TASK TO COMPLETE: Will you return, word for word, only the lines from the top of the data below down to and including the one with "the cursor position."?

Items from a data source:
// Copyright 2025 eraflo
//
// Licensed under the Apache License, Version 2.0 (the "License");
// you may not use this file except in compliance with the License.
// You may obtain a copy of the License at
//
//     http://www.apache.org/licenses/LICENSE-2.0
//
// Unless required by applicable law or agreed to in writing, software
// distributed under the License is distributed on an "AS IS" BASIS,
// WITHOUT WARRANTIES OR CONDITIONS OF ANY KIND, either express or implied.
// See the License for the specific language governing permissions and
// limitations under the License.

//! Per-state input handling.
//!
//! Every [`GameState`](crate::GameState) owns a [`Controller`]. The manager
//! feeds it the input its state is live for, and the controller runs the
//! matching keybindings and callbacks. A failing callback is logged and the
//! remaining callbacks still run.

mod keybinding;

pub use keybinding::{KeyCallback, Keybinding};

use crate::StateCommands;
use ember_core::platform::{Key, KeyAction, KeyModifiers, MouseButton};
use std::fmt;
use std::path::PathBuf;

/// Called with the cursor position.
pub type CursorCallback = Box<dyn FnMut(f64, f64, &StateCommands) -> anyhow::Result<()> + Send>;
/// Called when the cursor enters or leaves the window.
pub type CursorCrossingCallback = Box<dyn FnMut(&StateCommands) -> anyhow::Result<()> + Send>;
/// Called with the button and the modifiers held.
pub type MouseButtonCallback =
    Box<dyn FnMut(MouseButton, KeyModifiers, &StateCommands) -> anyhow::Result<()> + Send>;
/// Called with the scroll offsets.
pub type ScrollCallback = Box<dyn FnMut(f64, f64, &StateCommands) -> anyhow::Result<()> + Send>;
/// Called with the dropped paths.
pub type DropCallback = Box<dyn FnMut(&[PathBuf], &StateCommands) -> anyhow::Result<()> + Send>;

/// A registry of keybindings and input callbacks.
#[derive(Default)]
pub struct Controller {
    keybindings: Vec<Keybinding>,
    cursor_callbacks: Vec<CursorCallback>,
    cursor_in_callbacks: Vec<CursorCrossingCallback>,
    cursor_out_callbacks: Vec<CursorCrossingCallback>,
    mouse_button_press_callbacks: Vec<MouseButtonCallback>,
    mouse_button_release_callbacks: Vec<MouseButtonCallback>,
    scroll_callbacks: Vec<ScrollCallback>,
    drop_callbacks: Vec<DropCallback>,
}

impl Controller {
    /// Creates an empty controller.
    pub fn new() -> Self {
        Self::default()
    }

    /// Replaces everything with the contents of `other`.
    pub fn replace(&mut self, other: Controller) {
        *self = other;
    }

    /// Removes every keybinding and callback.
    pub fn clear(&mut self) {
        *self = Self::default();
    }

    // --- Event entry points ---

    /// Runs every keybinding matching the event.
    pub fn on_key(
        &mut self,
        action: KeyAction,
        modifiers: KeyModifiers,
        key: &Key,
        scan_code: Option<u32>,
        commands: &StateCommands,
    ) {
        log::trace!("Key {action:?} {modifiers:?} {key:?} {scan_code:?}");
        for binding in &mut self.keybindings {
            if let Err(err) = binding.process(action, modifiers, key, scan_code, commands) {
                log::error!("Keybinding {binding:?} failed: {err:#}");
            }
        }
    }

    /// Runs the cursor callbacks.
    pub fn on_cursor(&mut self, x: f64, y: f64, commands: &StateCommands) {
        run_all(&mut self.cursor_callbacks, "cursor", |cb| cb(x, y, commands));
    }

    /// Runs the cursor-in callbacks.
    pub fn on_cursor_in(&mut self, commands: &StateCommands) {
        run_all(&mut self.cursor_in_callbacks, "cursor in", |cb| cb(commands));
    }

    /// Runs the cursor-out callbacks.
    pub fn on_cursor_out(&mut self, commands: &StateCommands) {
        run_all(&mut self.cursor_out_callbacks, "cursor out", |cb| cb(commands));
    }

    /// Runs the press or release callbacks. Repeats are ignored.
    pub fn on_mouse_button(
        &mut self,
        action: KeyAction,
        modifiers: KeyModifiers,
        button: MouseButton,
        commands: &StateCommands,
    ) {
        let callbacks = match action {
            KeyAction::Press => &mut self.mouse_button_press_callbacks,
            KeyAction::Release => &mut self.mouse_button_release_callbacks,
            KeyAction::Repeat => return,
        };
        run_all(callbacks, "mouse button", |cb| cb(button, modifiers, commands));
    }

    /// Runs the scroll callbacks.
    pub fn on_scroll(&mut self, x_offset: f64, y_offset: f64, commands: &StateCommands) {
        run_all(&mut self.scroll_callbacks, "scroll", |cb| {
            cb(x_offset, y_offset, commands)
        });
    }

    /// Runs the drop callbacks.
    pub fn on_drop(&mut self, paths: &[PathBuf], commands: &StateCommands) {
        run_all(&mut self.drop_callbacks, "drop", |cb| cb(paths, commands));
    }

    // --- Keybindings ---

    /// All keybindings, in registration order.
    pub fn keybindings(&self) -> &[Keybinding] {
        &self.keybindings
    }

    /// Keybindings this key event would fire, under [`Keybinding::matches`].
    pub fn keybindings_matching(
        &self,
        action: KeyAction,
        modifiers: KeyModifiers,
        key: &Key,
        scan_code: Option<u32>,
    ) -> Vec<&Keybinding> {
        self.filter(|b| b.matches(action, modifiers, key, scan_code))
    }

    /// Keybindings bound to `action`.
    pub fn keybindings_by_action(&self, action: KeyAction) -> Vec<&Keybinding> {
        self.filter(|b| b.action() == action)
    }

    /// Keybindings bound to `key`.
    pub fn keybindings_by_key(&self, key: &Key) -> Vec<&Keybinding> {
        self.filter(|b| b.key() == key)
    }

    /// Keybindings requiring exactly `modifiers`.
    pub fn keybindings_by_modifiers(&self, modifiers: KeyModifiers) -> Vec<&Keybinding> {
        self.filter(|b| b.modifiers() == modifiers)
    }

    /// Keybindings carrying `scan_code` as their fallback.
    pub fn keybindings_by_scan_code(&self, scan_code: u32) -> Vec<&Keybinding> {
        self.filter(|b| b.scan_code() == Some(scan_code))
    }

    /// Replaces all keybindings.
    pub fn set_keybindings(&mut self, keybindings: Vec<Keybinding>) {
        self.keybindings = keybindings;
    }

    /// Appends a keybinding. Bindings run in registration order.
    pub fn add_keybinding(&mut self, keybinding: Keybinding) {
        self.keybindings.push(keybinding);
    }

    /// Removes every keybinding, leaving the callbacks.
    pub fn clear_keybindings(&mut self) {
        self.keybindings.clear();
    }

    /// Removes the keybindings [`keybindings_matching`](Self::keybindings_matching) would return.
    pub fn remove_keybindings(
        &mut self,
        action: KeyAction,
        modifiers: KeyModifiers,
        key: &Key,
        scan_code: Option<u32>,
    ) {
        self.keybindings
            .retain(|b| !b.matches(action, modifiers, key, scan_code));
    }

    /// Removes the keybindings bound to `action`.
    pub fn remove_keybindings_by_action(&mut self, action: KeyAction) {
        self.keybindings.retain(|b| b.action() != action);
    }

    /// Removes the keybindings bound to `key`.
    pub fn remove_keybindings_by_key(&mut self, key: &Key) {
        self.keybindings.retain(|b| b.key() != key);
    }

    /// Removes the keybindings requiring exactly `modifiers`.
    pub fn remove_keybindings_by_modifiers(&mut self, modifiers: KeyModifiers) {
        self.keybindings.retain(|b| b.modifiers() != modifiers);
    }

    /// Removes the keybindings carrying `scan_code`.
    pub fn remove_keybindings_by_scan_code(&mut self, scan_code: u32) {
        self.keybindings.retain(|b| b.scan_code() != Some(scan_code));
    }

    // --- Callbacks ---

    /// Registers a callback for cursor motion, in window coordinates.
    pub fn add_cursor_callback<F>(&mut self, callback: F)
    where
        F: FnMut(f64, f64, &StateCommands) -> anyhow::Result<()> + Send + 'static,
    {
        self.cursor_callbacks.push(Box::new(callback));
    }

    /// Removes every cursor callback.
    pub fn clear_cursor_callbacks(&mut self) {
        self.cursor_callbacks.clear();
    }

    /// Registers a callback for the cursor entering the window.
    pub fn add_cursor_in_callback<F>(&mut self, callback: F)
    where
        F: FnMut(&StateCommands) -> anyhow::Result<()> + Send + 'static,
    {
        self.cursor_in_callbacks.push(Box::new(callback));
    }

    /// Removes every cursor-in callback.
    pub fn clear_cursor_in_callbacks(&mut self) {
        self.cursor_in_callbacks.clear();
    }

    /// Registers a callback for the cursor leaving the window.
    pub fn add_cursor_out_callback<F>(&mut self, callback: F)
    where
        F: FnMut(&StateCommands) -> anyhow::Result<()> + Send + 'static,
    {
        self.cursor_out_callbacks.push(Box::new(callback));
    }

    /// Removes every cursor-out callback.
    pub fn clear_cursor_out_callbacks(&mut self) {
        self.cursor_out_callbacks.clear();
    }

    /// Registers a callback for mouse button presses.
    pub fn add_mouse_button_press_callback<F>(&mut self, callback: F)
    where
        F: FnMut(MouseButton, KeyModifiers, &StateCommands) -> anyhow::Result<()> + Send + 'static,
    {
        self.mouse_button_press_callbacks.push(Box::new(callback));
    }

    /// Removes every press callback.
    pub fn clear_mouse_button_press_callbacks(&mut self) {
        self.mouse_button_press_callbacks.clear();
    }

    /// Registers a callback for mouse button releases.
    pub fn add_mouse_button_release_callback<F>(&mut self, callback: F)
    where
        F: FnMut(MouseButton, KeyModifiers, &StateCommands) -> anyhow::Result<()> + Send + 'static,
    {
        self.mouse_button_release_callbacks.push(Box::new(callback));
    }

    /// Removes every release callback.
    pub fn clear_mouse_button_release_callbacks(&mut self) {
        self.mouse_button_release_callbacks.clear();
    }

    /// Registers a callback for wheel or touchpad scrolling.
    pub fn add_scroll_callback<F>(&mut self, callback: F)
    where
        F: FnMut(f64, f64, &StateCommands) -> anyhow::Result<()> + Send + 'static,
    {
        self.scroll_callbacks.push(Box::new(callback));
    }

    /// Removes every scroll callback.
    pub fn clear_scroll_callbacks(&mut self) {
        self.scroll_callbacks.clear();
    }

    /// Registers a callback for files dropped onto the window.
    pub fn add_drop_callback<F>(&mut self, callback: F)
    where
        F: FnMut(&[PathBuf], &StateCommands) -> anyhow::Result<()> + Send + 'static,
    {
        self.drop_callbacks.push(Box::new(callback));
    }

    /// Removes every drop callback.
    pub fn clear_drop_callbacks(&mut self) {
        self.drop_callbacks.clear();
    }

    fn filter(&self, predicate: impl Fn(&Keybinding) -> bool) -> Vec<&Keybinding> {
        self.keybindings.iter().filter(|b| predicate(b)).collect()
    }
}

impl fmt::Debug for Controller {
    fn fmt(&self, f: &mut fmt::Formatter<'_>) -> fmt::Result {
        f.debug_struct("Controller")
            .field("keybindings", &self.keybindings)
            .field("cursor_callbacks", &self.cursor_callbacks.len())
            .field("cursor_in_callbacks", &self.cursor_in_callbacks.len())
            .field("cursor_out_callbacks", &self.cursor_out_callbacks.len())
            .field("mouse_button_press_callbacks", &self.mouse_button_press_callbacks.len())
            .field("mouse_button_release_callbacks", &self.mouse_button_release_callbacks.len())
            .field("scroll_callbacks", &self.scroll_callbacks.len())
            .field("drop_callbacks", &self.drop_callbacks.len())
            .finish()
    }
}

fn run_all<C>(
    callbacks: &mut [C],
    what: &str,
    mut invoke: impl FnMut(&mut C) -> anyhow::Result<()>,
) {
    for callback in callbacks.iter_mut() {
        if let Err(err) = invoke(callback) {
            log::error!("{what} callback failed: {err:#}");
        }
    }
}
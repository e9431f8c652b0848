// Copyright 2025 eraflo
//
// Licensed under the Apache License, Version 2.0 (the "License");
// you may not use this file except in compliance with the License.
// You may obtain a copy of the License at
//
//     http://www.apache.org/licenses/LICENSE-2.0
//
// Unless required by applicable law or agreed to in writing, software
// distributed under the License is distributed on an "AS IS" BASIS,
// WITHOUT WARRANTIES OR CONDITIONS OF ANY KIND, either express or implied.
// See the License for the specific language governing permissions and
// limitations under the License.

//! A `winit`-based implementation of the `GameWindow` trait.

use crate::platform::input::{map_modifiers, translate_winit_input};
use ember_core::platform::{GameWindow, InputEvent, InputSink, KeyModifiers, PlatformError};
use std::time::Duration;
use winit::{
    application::ApplicationHandler,
    dpi::LogicalSize,
    event::WindowEvent,
    event_loop::{ActiveEventLoop, ControlFlow, EventLoop},
    platform::pump_events::{EventLoopExtPumpEvents, PumpStatus},
    window::{Window, WindowId},
};

/// How long one startup pump may block while waiting for the platform to resume.
const STARTUP_PUMP_TIMEOUT: Duration = Duration::from_millis(10);
/// Startup pumps attempted before giving up on the window.
const MAX_STARTUP_PUMPS: usize = 200;

/// A desktop window driven by a `winit` event loop that the game loop pumps.
///
/// The event loop is never run in `winit`'s own blocking mode: the render
/// loop pumps it once per frame, so the window must live on the thread that
/// calls `GameLoop::run`. The OS window is only created by
/// [`make_current`](GameWindow::make_current).
pub struct WinitWindow {
    event_loop: EventLoop<()>,
    handler: WindowHandler,
}

/// A builder for creating `WinitWindow` instances.
pub struct WinitWindowBuilder {
    title: String,
    width: u32,
    height: u32,
}

impl WinitWindowBuilder {
    /// Creates a new `WinitWindowBuilder` with default settings.
    pub fn new() -> Self {
        Self {
            title: "Ember".to_string(),
            width: 1024,
            height: 768,
        }
    }

    /// Sets the title of the window to be built.
    pub fn with_title(mut self, title: impl Into<String>) -> Self {
        self.title = title.into();
        self
    }

    /// Sets the initial inner dimensions of the window to be built.
    pub fn with_dimensions(mut self, width: u32, height: u32) -> Self {
        self.width = width;
        self.height = height;
        self
    }

    /// Creates the event loop backing the window.
    ///
    /// # Errors
    /// Returns [`PlatformError::EventLoop`] if `winit` refuses to create an
    /// event loop, e.g. off the main thread or when one already exists.
    pub fn build(self) -> Result<WinitWindow, PlatformError> {
        let event_loop =
            EventLoop::new().map_err(|err| PlatformError::EventLoop(err.to_string()))?;
        event_loop.set_control_flow(ControlFlow::Poll);

        Ok(WinitWindow {
            event_loop,
            handler: WindowHandler {
                title: self.title,
                width: self.width,
                height: self.height,
                window: None,
                creation_error: None,
                close_requested: false,
                modifiers: KeyModifiers::empty(),
                pending: Vec::new(),
            },
        })
    }
}

impl Default for WinitWindowBuilder {
    fn default() -> Self {
        Self::new()
    }
}

impl WinitWindow {
    /// The underlying `winit` window, once created.
    pub fn window(&self) -> Option<&Window> {
        self.handler.window.as_ref()
    }

    /// Returns the physical dimensions (width, height) of the window's inner area.
    pub fn inner_size(&self) -> Option<(u32, u32)> {
        self.window().map(|window| {
            let size = window.inner_size();
            (size.width, size.height)
        })
    }

    fn pump(&mut self, timeout: Duration) {
        let status = self
            .event_loop
            .pump_app_events(Some(timeout), &mut self.handler);
        if let PumpStatus::Exit(code) = status {
            log::info!("Window event loop exited with code {code}");
            self.handler.close_requested = true;
        }
    }
}

impl GameWindow for WinitWindow {
    fn make_current(&mut self) -> Result<(), PlatformError> {
        for _ in 0..MAX_STARTUP_PUMPS {
            if self.handler.window.is_some() {
                return Ok(());
            }
            self.pump(STARTUP_PUMP_TIMEOUT);
            if let Some(reason) = self.handler.creation_error.take() {
                return Err(PlatformError::ContextCreation(reason));
            }
            if self.handler.close_requested && self.handler.window.is_none() {
                return Err(PlatformError::ContextCreation(
                    "the event loop exited before the window was created".to_string(),
                ));
            }
        }
        if self.handler.window.is_some() {
            return Ok(());
        }
        Err(PlatformError::ContextCreation(
            "the platform never resumed the event loop".to_string(),
        ))
    }

    fn poll_events(&mut self, sink: &dyn InputSink) {
        self.pump(Duration::ZERO);
        for event in self.handler.pending.drain(..) {
            sink.dispatch(&event);
        }
    }

    fn swap_buffers(&mut self) {
        if let Some(window) = &self.handler.window {
            window.pre_present_notify();
            window.request_redraw();
        }
    }

    fn should_close(&self) -> bool {
        self.handler.close_requested
    }
}

impl std::fmt::Debug for WinitWindow {
    fn fmt(&self, f: &mut std::fmt::Formatter<'_>) -> std::fmt::Result {
        f.debug_struct("WinitWindow")
            .field("title", &self.handler.title)
            .field("window", &self.handler.window.as_ref().map(Window::id))
            .field("close_requested", &self.handler.close_requested)
            .finish_non_exhaustive()
    }
}

/// Receives `winit` callbacks during a pump and buffers the input they carry.
struct WindowHandler {
    title: String,
    width: u32,
    height: u32,
    window: Option<Window>,
    creation_error: Option<String>,
    close_requested: bool,
    modifiers: KeyModifiers,
    pending: Vec<InputEvent>,
}

impl ApplicationHandler for WindowHandler {
    fn resumed(&mut self, event_loop: &ActiveEventLoop) {
        if self.window.is_some() {
            return;
        }

        log::info!(
            "Building window with title: '{}' and size: {}x{}",
            self.title,
            self.width,
            self.height
        );
        let attributes = Window::default_attributes()
            .with_title(self.title.clone())
            .with_inner_size(LogicalSize::new(self.width, self.height))
            .with_visible(true);

        match event_loop.create_window(attributes) {
            Ok(window) => {
                log::info!("Winit window created successfully (id: {:?}).", window.id());
                self.window = Some(window);
            }
            Err(err) => {
                log::error!("Failed to create the window: {err}");
                self.creation_error = Some(err.to_string());
            }
        }
    }

    fn window_event(&mut self, _event_loop: &ActiveEventLoop, id: WindowId, event: WindowEvent) {
        if self.window.as_ref().map(Window::id) != Some(id) {
            return;
        }

        match &event {
            WindowEvent::CloseRequested => {
                log::info!("Close requested");
                self.close_requested = true;
            }
            WindowEvent::ModifiersChanged(modifiers) => {
                self.modifiers = map_modifiers(modifiers.state());
            }
            _ => {}
        }

        if let Some(input) = translate_winit_input(&event, self.modifiers) {
            log::trace!("Input event: {input:?}");
            self.pending.push(input);
        }
    }
}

SOLUTION FOR THIS EXERCISE:
// Copyright 2025 eraflo
//
// Licensed under the Apache License, Version 2.0 (the "License");
// you may not use this file except in compliance with the License.
// You may obtain a copy of the License at
//
//     http://www.apache.org/licenses/LICENSE-2.0
//
// Unless required by applicable law or agreed to in writing, software
// distributed under the License is distributed on an "AS IS" BASIS,
// WITHOUT WARRANTIES OR CONDITIONS OF ANY KIND, either express or implied.
// See the License for the specific language governing permissions and
// limitations under the License.

//! Per-state input handling.
//!
//! Every [`GameState`](crate::GameState) owns a [`Controller`]. The manager
//! feeds it the input its state is live for, and the controller runs the
//! matching keybindings and callbacks. A failing callback is logged and the
//! remaining callbacks still run.

mod keybinding;

pub use keybinding::{KeyCallback, Keybinding};

use crate::StateCommands;
use ember_core::platform::{Key, KeyAction, KeyModifiers, MouseButton};
use std::fmt;
use std::path::PathBuf;

/// Called with the cursor position.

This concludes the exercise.